Transcription of a defective polyoma virus genome.

The circular genome of the cloned defective polyoma virus D-50 consists of tandemly repeated copies of the DNA sequence between 67 and 84 units on the wild-type polyoma virus DNA map. Each repeated copy thus contains the origin of viral DNA replication, which is located at about 71 map units. Viral RNA was synthesized in vitro using viral transcription complexes extracted late (30 hr) after infection from mouse cells co-infected with D-50 and helper wild-type virus. Both wild-type and D-50 DNA molecules were active as templates for in vitro transcription.

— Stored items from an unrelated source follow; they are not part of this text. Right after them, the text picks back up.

//! Resolution of a document's imports, following imported resources
//! depth-first.

use std::path::{Path, PathBuf};
use std::sync::Arc;

use tracing::debug;

use super::entries::{collect_imports, EntryRef, Import, LibraryEntry, NamespaceImports, ResourceEntry, VariablesEntry};
use super::Namespace;
use crate::cancel::{CancellationToken, Cancelled};
use crate::diagnostics::{codes, Diagnostic, Location};
use crate::imports::{ImportKind, ImportsManager};
use crate::library::{LibraryDoc, DEFAULT_LIBRARIES};
use crate::matcher::normalize_namespace;
use crate::token::{Position, Range};
use crate::variables::{curdir_variable, VariableDefinition};

fn file_name(path: &Path) -> String {
    path.file_name()
        .map(|n| n.to_string_lossy().into_owned())
        .unwrap_or_default()
}

fn file_stem(path: &Path) -> String {
    path.file_stem()
        .map(|n| n.to_string_lossy().into_owned())
        .unwrap_or_default()
}

pub(super) struct ImportResolver<'a> {
    namespace: &'a Namespace,
    imports: &'a ImportsManager,
    cancel: &'a CancellationToken,
    state: NamespaceImports,
    /// Variables of imported resources and variables files, in import order.
    imported_variables: Vec<Arc<VariableDefinition>>,
}

impl<'a> ImportResolver<'a> {
    pub(super) fn new(namespace: &'a Namespace, cancel: &'a CancellationToken) -> Self {
        Self {
            namespace,
            imports: namespace.imports_manager(),
            cancel,
            state: NamespaceImports::default(),
            imported_variables: Vec::new(),
        }
    }

    pub(super) fn run(mut self) -> Result<NamespaceImports, Cancelled> {
        self.cancel.check()?;
        let source = self.namespace.source().to_path_buf();
        let base_dir = source.parent().map(Path::to_path_buf).unwrap_or_default();

        for name in DEFAULT_LIBRARIES {
            let snapshot = self.snapshot(&base_dir);
            if let Some(doc) = self.imports.get_library(name, &[], None, &base_dir, &snapshot) {
                let entry = LibraryEntry {
                    name: doc.name.clone(),
                    import_name: name.to_string(),
                    args: Vec::new(),
                    alias: None,
                    is_standard: self.imports.registry().contains(name),
                    doc,
                    import: None,
                };
                self.state.libraries.insert(normalize_namespace(name), entry);
            }
        }

        let imports = collect_imports(self.namespace.model(), &source);
        self.import_all(&imports, &base_dir, None)?;
        self.state.imports = imports;
        Ok(self.state)
    }

    /// Resolvable variables usable in import names of a file in `base_dir`.
    fn snapshot(&self, base_dir: &Path) -> Vec<Arc<VariableDefinition>> {
        let mut out = vec![curdir_variable(base_dir)];
        out.extend(self.namespace.own_variables().iter().cloned());
        out.extend(self.imported_variables.iter().cloned());
        out.extend(self.imports.get_command_line_variables().iter().cloned());
        out.extend(self.namespace.builtin_variables());
        out
    }

    fn push(&mut self, diagnostic: Diagnostic) {
        self.state.diagnostics.push(diagnostic);
    }

    fn import_all(&mut self, imports: &[Import], base_dir: &Path, parent: Option<&Import>) -> Result<(), Cancelled> {
        for import in imports {
            self.cancel.check()?;
            if import.name.is_none() {
                continue;
            }
            match import.kind {
                ImportKind::Library => self.import_library(import, base_dir, parent),
                ImportKind::Resource => self.import_resource(import, base_dir, parent)?,
                ImportKind::Variables => self.import_variables(import, base_dir, parent),
            }
        }
        Ok(())
    }

    /// Unknown variables in an import name are reported by the analysis at
    /// the variable itself.
    fn push_import_failure(&mut self, import: &Import, code: &str, message: &str) {
        if code == codes::VARIABLE_NOT_FOUND || code == codes::ENVIRONMENT_VARIABLE_NOT_FOUND {
            debug!("import '{}' names an unknown variable: {}", import.name.as_deref().unwrap_or_default(), message);
            return;
        }
        self.push(Diagnostic::error(import.name_range, code, message));
    }

    fn report_doc_errors(&mut self, import: &Import, doc: &LibraryDoc) {
        for error in &doc.errors {
            if error.type_name == codes::VARIABLE_NOT_FOUND || error.type_name == codes::ENVIRONMENT_VARIABLE_NOT_FOUND {
                continue;
            }
            let mut diagnostic = Diagnostic::error(import.name_range, &error.type_name, &error.message);
            if let (Some(source), Some(line)) = (&error.source, error.line_no) {
                let pos = Position::new(line.saturating_sub(1), 0);
                diagnostic = diagnostic.with_related(Location::new(source, Range::new(pos, pos)), &error.message);
            }
            self.push(diagnostic);
        }
    }

    fn import_library(&mut self, import: &Import, base_dir: &Path, parent: Option<&Import>) {
        let Some(name) = import.name.as_deref() else { return };
        let top = parent.is_none();
        let snapshot = self.snapshot(base_dir);
        let Some(doc) = self
            .imports
            .get_library(name, &import.args, import.alias.as_deref(), base_dir, &snapshot)
        else {
            return;
        };
        let entry_name = import.alias.clone().unwrap_or_else(|| doc.name.clone());
        let key = normalize_namespace(&entry_name);

        if let Some(existing) = self.state.libraries.get(&key) {
            if top {
                if existing.import.is_none() {
                    let same_digest = existing.doc.digest == doc.digest;
                    self.push(Diagnostic::information(
                        import.name_range,
                        codes::LIBRARY_OVERRIDES_BUILTIN,
                        format!(
                            "Library '{entry_name}' overrides the library imported by default and is ignored. Use an alias to import it."
                        ),
                    ));
                    if same_digest {
                        self.state.import_entries.insert(import.clone(), EntryRef::Library(key));
                    }
                    return;
                }
                let message = if existing.args == import.args {
                    format!("Library '{entry_name}' already imported.")
                } else {
                    format!("Library '{entry_name}' already imported with different arguments.")
                };
                let mut diagnostic = Diagnostic::information(import.name_range, codes::LIBRARY_ALREADY_IMPORTED, message);
                if let Some(previous) = &existing.import {
                    diagnostic = diagnostic.with_related(previous.location(), "Already imported here.");
                }
                self.push(diagnostic);
                self.state.import_entries.insert(import.clone(), EntryRef::Library(key));
            }
            return;
        }

        if top {
            if doc.has_errors() {
                self.report_doc_errors(import, &doc);
            } else if doc.keywords.is_empty() && !doc.is_dynamic {
                self.push(Diagnostic::warning(
                    import.name_range,
                    codes::LIBRARY_CONTAINS_NO_KEYWORDS,
                    "Imported library contains no keywords.",
                ));
            }
            self.state.import_entries.insert(import.clone(), EntryRef::Library(key.clone()));
        }
        let entry = LibraryEntry {
            name: entry_name,
            import_name: name.to_string(),
            args: import.args.clone(),
            alias: import.alias.clone(),
            is_standard: self.imports.registry().contains(&doc.name) && doc.source.is_none(),
            doc,
            import: Some(import.clone()),
        };
        self.state.libraries.insert(key, entry);
    }

    fn import_resource(&mut self, import: &Import, base_dir: &Path, parent: Option<&Import>) -> Result<(), Cancelled> {
        let Some(name) = import.name.as_deref() else { return Ok(()) };
        let top = parent.is_none();
        let snapshot = self.snapshot(base_dir);
        let path = match self.imports.find_resource(name, base_dir, &snapshot) {
            Ok(path) => path,
            Err(failure) => {
                if top {
                    self.push_import_failure(import, &failure.code, &failure.message);
                }
                return Ok(());
            }
        };

        if path == self.namespace.source() {
            match parent {
                Some(outer) => self.push(
                    Diagnostic::information(outer.name_range, codes::POSSIBLE_CIRCULAR_IMPORT, "Possible circular import.")
                        .with_related(
                            import.location(),
                            format!("'{}' is also imported here.", file_name(self.namespace.source())),
                        ),
                ),
                None => self.push(Diagnostic::error(
                    import.name_range,
                    codes::RECURSIVE_IMPORT,
                    "Recursive resource import.",
                )),
            }
            return Ok(());
        }

        if let Some(existing) = self.state.resources.get(&path) {
            if top {
                let previous = existing
                    .import
                    .as_ref()
                    .filter(|i| i.source == self.namespace.source())
                    .map(Import::location);
                if let Some(previous) = previous {
                    self.push(
                        Diagnostic::information(
                            import.name_range,
                            codes::RESOURCE_ALREADY_IMPORTED,
                            format!("Resource '{}' already imported.", file_name(&path)),
                        )
                        .with_related(previous, "Already imported here."),
                    );
                }
                self.state.import_entries.insert(import.clone(), EntryRef::Resource(path));
            }
            return Ok(());
        }

        let loaded = match self.imports.get_resource(&path) {
            Ok(loaded) => loaded,
            Err(failure) => {
                if top {
                    self.push_import_failure(import, &failure.code, &failure.message);
                }
                return Ok(());
            }
        };
        let nested = collect_imports(&loaded.model, &path);

        if top {
            self.check_resource(import, &loaded.doc, nested.is_empty());
            self.state.import_entries.insert(import.clone(), EntryRef::Resource(path.clone()));
        }

        self.imported_variables.extend(loaded.doc.variables.iter().cloned());
        self.state.resources.insert(
            path.clone(),
            ResourceEntry {
                name: file_stem(&path),
                import_name: name.to_string(),
                path: path.clone(),
                doc: loaded.doc.clone(),
                model: loaded.model.clone(),
                import: Some(import.clone()),
                imports: nested.clone(),
            },
        );
        debug!("imported resource {} ({} nested imports)", path.display(), nested.len());

        let nested_base: PathBuf = path.parent().map(Path::to_path_buf).unwrap_or_default();
        self.import_all(&nested, &nested_base, Some(parent.unwrap_or(import)))
    }

    fn check_resource(&mut self, import: &Import, doc: &LibraryDoc, no_imports: bool) {
        if doc.has_errors() {
            self.report_doc_errors(import, doc);
        } else if doc.keywords.iter().any(|kw| !kw.errors.is_empty()) {
            let mut diagnostic = Diagnostic::error(
                import.name_range,
                codes::IMPORT_CONTAINS_ERRORS,
                "Import definition contains errors.",
            );
            for kw in doc.keywords.iter() {
                let Some(source) = &kw.source else { continue };
                for error in &kw.errors {
                    diagnostic = diagnostic.with_related(Location::new(source, kw.range), error);
                }
            }
            self.push(diagnostic);
        }
        if doc.keywords.is_empty() && doc.variables.is_empty() && no_imports {
            self.push(Diagnostic::warning(
                import.name_range,
                codes::RESOURCE_EMPTY,
                "Imported resource file is empty.",
            ));
        }
    }

    fn import_variables(&mut self, import: &Import, base_dir: &Path, parent: Option<&Import>) {
        let Some(name) = import.name.as_deref() else { return };
        let top = parent.is_none();
        let snapshot = self.snapshot(base_dir);
        let path = match self.imports.find_variables(name, base_dir, &snapshot) {
            Ok(path) => path,
            Err(failure) => {
                if top {
                    self.push_import_failure(import, &failure.code, &failure.message);
                }
                return;
            }
        };

        if let Some(existing) = self.state.variables.get(&path) {
            if top {
                let mut diagnostic = Diagnostic::information(
                    import.name_range,
                    codes::VARIABLES_ALREADY_IMPORTED,
                    format!("Variables '{}' already imported.", file_name(&path)),
                );
                if let Some(previous) = &existing.import {
                    diagnostic = diagnostic.with_related(previous.location(), "Already imported here.");
                }
                self.push(diagnostic);
                self.state.import_entries.insert(import.clone(), EntryRef::Variables(path));
            }
            return;
        }

        let doc = self.imports.get_variables(&path, &import.args);
        if top {
            if doc.has_errors() {
                self.report_doc_errors(import, &doc);
            }
            self.state.import_entries.insert(import.clone(), EntryRef::Variables(path.clone()));
        }
        self.imported_variables.extend(doc.variables.iter().cloned());
        self.state.variables.insert(
            path.clone(),
            VariablesEntry {
                name: file_stem(&path),
                import_name: name.to_string(),
                args: import.args.clone(),
                path,
                doc,
                import: Some(import.clone()),
            },
        );
    }
}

Approximately 84% of the RNA transcribed in vitro from wild-type DNA was complementary to the L DNA strand. This is normal for wild-type transcription late after infection. By contrast, at least 90% of the RNA transcribed from D-50 DNA molecules was complementary to the E DNA strand. After normalization of the data to account for the observed molar ratio of D-50 DNA repeated sequences to unit length wild-type DNA, we estimate that transcription of the E DNA strand of each D-50 repeated unit is about 1.4 times as efficient as transcription of the wild-type E DNA strand. Transcription of the D-50 L DNA strand, however, is only 0.03 times as efficient as transcription of the wild-type L DNA strand. The implications of these results concerning the nature and location of promoter sequences in polyoma DNA are discussed.